Look for the word "only" in the material below. Copy each line that has it.

BEGIN RECORDS SUPPLIED

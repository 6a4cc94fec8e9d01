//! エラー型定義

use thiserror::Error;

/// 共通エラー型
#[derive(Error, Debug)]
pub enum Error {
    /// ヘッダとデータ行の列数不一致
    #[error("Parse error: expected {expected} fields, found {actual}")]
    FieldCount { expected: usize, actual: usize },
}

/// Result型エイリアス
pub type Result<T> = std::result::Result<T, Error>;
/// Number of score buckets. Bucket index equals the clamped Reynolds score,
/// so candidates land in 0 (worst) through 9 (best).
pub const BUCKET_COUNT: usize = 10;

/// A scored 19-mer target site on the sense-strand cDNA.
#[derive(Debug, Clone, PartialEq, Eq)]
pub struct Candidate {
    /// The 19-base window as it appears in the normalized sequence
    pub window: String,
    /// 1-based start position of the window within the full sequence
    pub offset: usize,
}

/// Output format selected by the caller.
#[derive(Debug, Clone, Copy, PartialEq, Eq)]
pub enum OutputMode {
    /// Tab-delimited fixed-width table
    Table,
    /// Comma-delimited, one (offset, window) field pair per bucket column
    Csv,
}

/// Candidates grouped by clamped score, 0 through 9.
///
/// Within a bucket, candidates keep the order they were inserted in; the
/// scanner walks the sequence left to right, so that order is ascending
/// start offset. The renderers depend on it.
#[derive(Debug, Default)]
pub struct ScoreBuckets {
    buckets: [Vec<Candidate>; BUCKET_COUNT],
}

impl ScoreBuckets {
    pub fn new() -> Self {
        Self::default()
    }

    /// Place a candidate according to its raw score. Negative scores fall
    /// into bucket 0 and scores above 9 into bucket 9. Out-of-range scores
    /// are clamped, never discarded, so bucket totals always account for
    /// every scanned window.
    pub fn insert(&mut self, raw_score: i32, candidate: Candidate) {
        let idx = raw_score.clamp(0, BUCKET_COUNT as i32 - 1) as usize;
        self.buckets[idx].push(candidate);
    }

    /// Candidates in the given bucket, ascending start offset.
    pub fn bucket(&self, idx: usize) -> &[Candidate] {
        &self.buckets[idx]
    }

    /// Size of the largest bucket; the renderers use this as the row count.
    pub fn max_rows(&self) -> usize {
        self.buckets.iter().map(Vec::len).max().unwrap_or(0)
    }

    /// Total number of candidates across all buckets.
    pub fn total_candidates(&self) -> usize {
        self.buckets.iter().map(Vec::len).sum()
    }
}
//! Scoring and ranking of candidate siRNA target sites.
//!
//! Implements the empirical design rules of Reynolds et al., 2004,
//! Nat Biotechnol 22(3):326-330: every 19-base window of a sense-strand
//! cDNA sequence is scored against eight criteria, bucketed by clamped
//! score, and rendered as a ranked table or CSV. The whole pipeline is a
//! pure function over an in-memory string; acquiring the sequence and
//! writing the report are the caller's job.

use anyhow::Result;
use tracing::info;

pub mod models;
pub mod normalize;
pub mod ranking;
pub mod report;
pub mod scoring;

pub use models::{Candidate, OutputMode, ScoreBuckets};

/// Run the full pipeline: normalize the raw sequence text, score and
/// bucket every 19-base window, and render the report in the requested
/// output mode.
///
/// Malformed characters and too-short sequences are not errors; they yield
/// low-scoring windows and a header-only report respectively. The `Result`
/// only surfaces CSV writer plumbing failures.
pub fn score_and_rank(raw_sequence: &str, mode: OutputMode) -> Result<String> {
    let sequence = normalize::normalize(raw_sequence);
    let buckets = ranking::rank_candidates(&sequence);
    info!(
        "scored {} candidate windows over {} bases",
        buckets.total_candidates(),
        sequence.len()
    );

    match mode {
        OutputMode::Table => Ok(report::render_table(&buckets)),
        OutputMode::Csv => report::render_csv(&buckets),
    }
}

END RECORDS SUPPLIED
BEGIN RECORDS SUPPLIED

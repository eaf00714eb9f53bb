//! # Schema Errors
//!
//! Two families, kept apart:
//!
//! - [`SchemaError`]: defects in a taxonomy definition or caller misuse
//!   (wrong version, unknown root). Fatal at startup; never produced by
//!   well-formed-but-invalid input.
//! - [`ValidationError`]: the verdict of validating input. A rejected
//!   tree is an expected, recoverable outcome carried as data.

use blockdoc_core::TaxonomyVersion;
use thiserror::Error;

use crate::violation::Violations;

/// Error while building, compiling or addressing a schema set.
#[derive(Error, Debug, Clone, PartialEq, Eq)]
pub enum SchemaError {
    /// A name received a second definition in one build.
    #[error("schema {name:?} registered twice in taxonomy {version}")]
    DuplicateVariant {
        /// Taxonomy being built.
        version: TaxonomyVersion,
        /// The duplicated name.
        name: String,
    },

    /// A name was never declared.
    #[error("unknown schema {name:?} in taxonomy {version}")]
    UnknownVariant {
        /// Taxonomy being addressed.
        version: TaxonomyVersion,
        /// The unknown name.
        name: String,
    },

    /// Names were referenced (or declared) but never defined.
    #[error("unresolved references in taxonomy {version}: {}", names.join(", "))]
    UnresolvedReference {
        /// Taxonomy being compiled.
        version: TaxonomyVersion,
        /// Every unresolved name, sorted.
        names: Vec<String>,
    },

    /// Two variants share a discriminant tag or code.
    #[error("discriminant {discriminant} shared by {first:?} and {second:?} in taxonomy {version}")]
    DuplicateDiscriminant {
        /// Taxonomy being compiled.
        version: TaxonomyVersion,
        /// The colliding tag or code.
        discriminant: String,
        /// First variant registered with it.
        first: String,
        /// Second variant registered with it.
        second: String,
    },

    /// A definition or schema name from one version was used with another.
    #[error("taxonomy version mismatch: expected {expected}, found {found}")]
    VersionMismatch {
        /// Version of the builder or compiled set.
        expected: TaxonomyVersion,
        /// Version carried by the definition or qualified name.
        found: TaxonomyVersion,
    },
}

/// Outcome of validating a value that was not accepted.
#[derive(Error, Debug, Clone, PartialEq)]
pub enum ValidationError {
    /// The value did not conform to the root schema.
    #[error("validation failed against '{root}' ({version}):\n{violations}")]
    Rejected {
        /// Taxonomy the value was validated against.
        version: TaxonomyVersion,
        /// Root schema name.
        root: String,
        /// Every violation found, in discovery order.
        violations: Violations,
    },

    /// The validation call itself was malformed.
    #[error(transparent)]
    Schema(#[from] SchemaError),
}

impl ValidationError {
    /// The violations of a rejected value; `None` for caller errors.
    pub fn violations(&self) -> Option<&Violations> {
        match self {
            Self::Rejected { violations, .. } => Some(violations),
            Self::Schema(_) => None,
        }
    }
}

END RECORDS SUPPLIED

PROBLEM SOLUTION —
/// low-scoring windows and a header-only report respectively. The `Result`
/// only surfaces CSV writer plumbing failures.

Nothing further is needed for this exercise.